Would It Kill You To Look Like A Man? Transgender Employees in Indiana
Filed by: Dr. Jillian T. Weiss
January 25, 2009 4:00 PM
http://www.bilerico.com/2009/01/i_hope_you_dont_think_im_being_stereotyp.phpJudge Robert L. Miller, a Reagan appointee who sits on the federal district court for the Northern District of Indiana, has recently issued yet another curious decision in the case of Creed v. Family Express Corp. Amber Creed was fired from her job in 2005 because she is transgender. Judge Miller's first decision, in 2007, which I will call Creed I, was very curious indeed, creating a considerable amount of confusion about what precisely is protected under the federal employment discrimination law, Title VII of the Civil Rights Act of 1964. His second decision, which came out a few weeks ago (Creed II, 2009 WL 35237) is even more hopelessly befuddled. Curiouser and curiouser!, cried Alice. These decisions are a case study of why the proposed federal Employment Non-Discrimination Act should include protection for both sexual orientation and gender identity, for it demonstrates that the current federal law of employment discrimination is a patchwork welter that creates confusion for both employees and employers.
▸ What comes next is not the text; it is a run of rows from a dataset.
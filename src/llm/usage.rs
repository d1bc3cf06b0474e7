use std::collections::BTreeMap;
use std::sync::Mutex;

use serde::{Deserialize, Serialize};

/// Per-token USD rates: (model, prompt rate, completion rate).
const PRICING: &[(&str, f64, f64)] = &[
    ("gpt-4o-mini", 0.15 / 1_000_000.0, 0.6 / 1_000_000.0),
    ("gpt-4o", 2.5 / 1_000_000.0, 10.0 / 1_000_000.0),
    ("gpt-4.1-mini", 0.4 / 1_000_000.0, 1.6 / 1_000_000.0),
    ("gpt-4.1", 2.0 / 1_000_000.0, 8.0 / 1_000_000.0),
    ("o1", 15.0 / 1_000_000.0, 60.0 / 1_000_000.0),
    ("o4-mini", 1.1 / 1_000_000.0, 4.4 / 1_000_000.0),
    ("o3", 10.0 / 1_000_000.0, 40.0 / 1_000_000.0),
];

#[derive(Debug, Clone, Default, Serialize, Deserialize)]
pub struct ModelUsage {
    pub prompt_tokens: u64,
    pub completion_tokens: u64,
    pub total_tokens: u64,
}

/// Increment-only token accounting, keyed by model. Shared behind an `Arc`
/// between the completion service and the reporting side; there is no
/// process-wide counter.
#[derive(Debug, Default)]
pub struct UsageLedger {
    usage: Mutex<BTreeMap<String, ModelUsage>>,
}

impl UsageLedger {
    pub fn new() -> Self {
        Self::default()
    }

    pub fn record(&self, model: &str, prompt_tokens: u64, completion_tokens: u64) {
        let mut usage = self.usage.lock().expect("usage ledger poisoned");
        let entry = usage.entry(model.to_string()).or_default();
        entry.prompt_tokens += prompt_tokens;
        entry.completion_tokens += completion_tokens;
        entry.total_tokens += prompt_tokens + completion_tokens;
    }

    pub fn snapshot(&self) -> BTreeMap<String, ModelUsage> {
        self.usage.lock().expect("usage ledger poisoned").clone()
    }

    /// Total USD cost across models. Models absent from the pricing table
    /// contribute zero.
    pub fn total_cost(&self) -> f64 {
        let usage = self.usage.lock().expect("usage ledger poisoned");
        usage
            .iter()
            .map(|(model, counts)| {
                price_for(model)
                    .map(|(prompt_rate, completion_rate)| {
                        counts.prompt_tokens as f64 * prompt_rate
                            + counts.completion_tokens as f64 * completion_rate
                    })
                    .unwrap_or(0.0)
            })
            .sum()
    }
}

fn price_for(model: &str) -> Option<(f64, f64)> {
    PRICING
        .iter()
        .find(|(name, _, _)| *name == model)
        .map(|(_, prompt, completion)| (*prompt, *completion))
}

#[cfg(test)]
mod tests {
    use super::*;

    #[test]
    fn records_are_cumulative_per_model() {
        let ledger = UsageLedger::new();
        ledger.record("gpt-4.1", 100, 50);
        ledger.record("gpt-4.1", 200, 25);
        ledger.record("o4-mini", 10, 5);

        let snapshot = ledger.snapshot();
        assert_eq!(snapshot["gpt-4.1"].prompt_tokens, 300);
        assert_eq!(snapshot["gpt-4.1"].completion_tokens, 75);
        assert_eq!(snapshot["gpt-4.1"].total_tokens, 375);
        assert_eq!(snapshot["o4-mini"].total_tokens, 15);
    }

    #[test]
    fn cost_follows_the_pricing_table() {
        let ledger = UsageLedger::new();
        ledger.record("gpt-4.1", 1_000_000, 1_000_000);
        assert!((ledger.total_cost() - 10.0).abs() < 1e-9);

        ledger.record("some-unknown-model", 1_000_000, 1_000_000);
        assert!((ledger.total_cost() - 10.0).abs() < 1e-9);
    }
}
There is a considerable amount of debate as to whether, in protecting "gender identity" - one's self-identification as male or female - the law should also protect "gender expression" - one's expression of gender through clothing, styling and other behavioral and social characteristics. Judge Miller's decision in Creed I turned this debate on its head. He decreed that the federal sex discrimination protection extends to discrimination based on gender expression, but that discrimination based on gender identity is not. Under Judge Miller's rule, a crossdresser who makes no claims about sex would be covered, but a transsexual who claims to change their sex would not. In other words, sex discrimination covers a person whose sex is not implicated, but doesn't cover a person whose sex is implicated. Sheesh.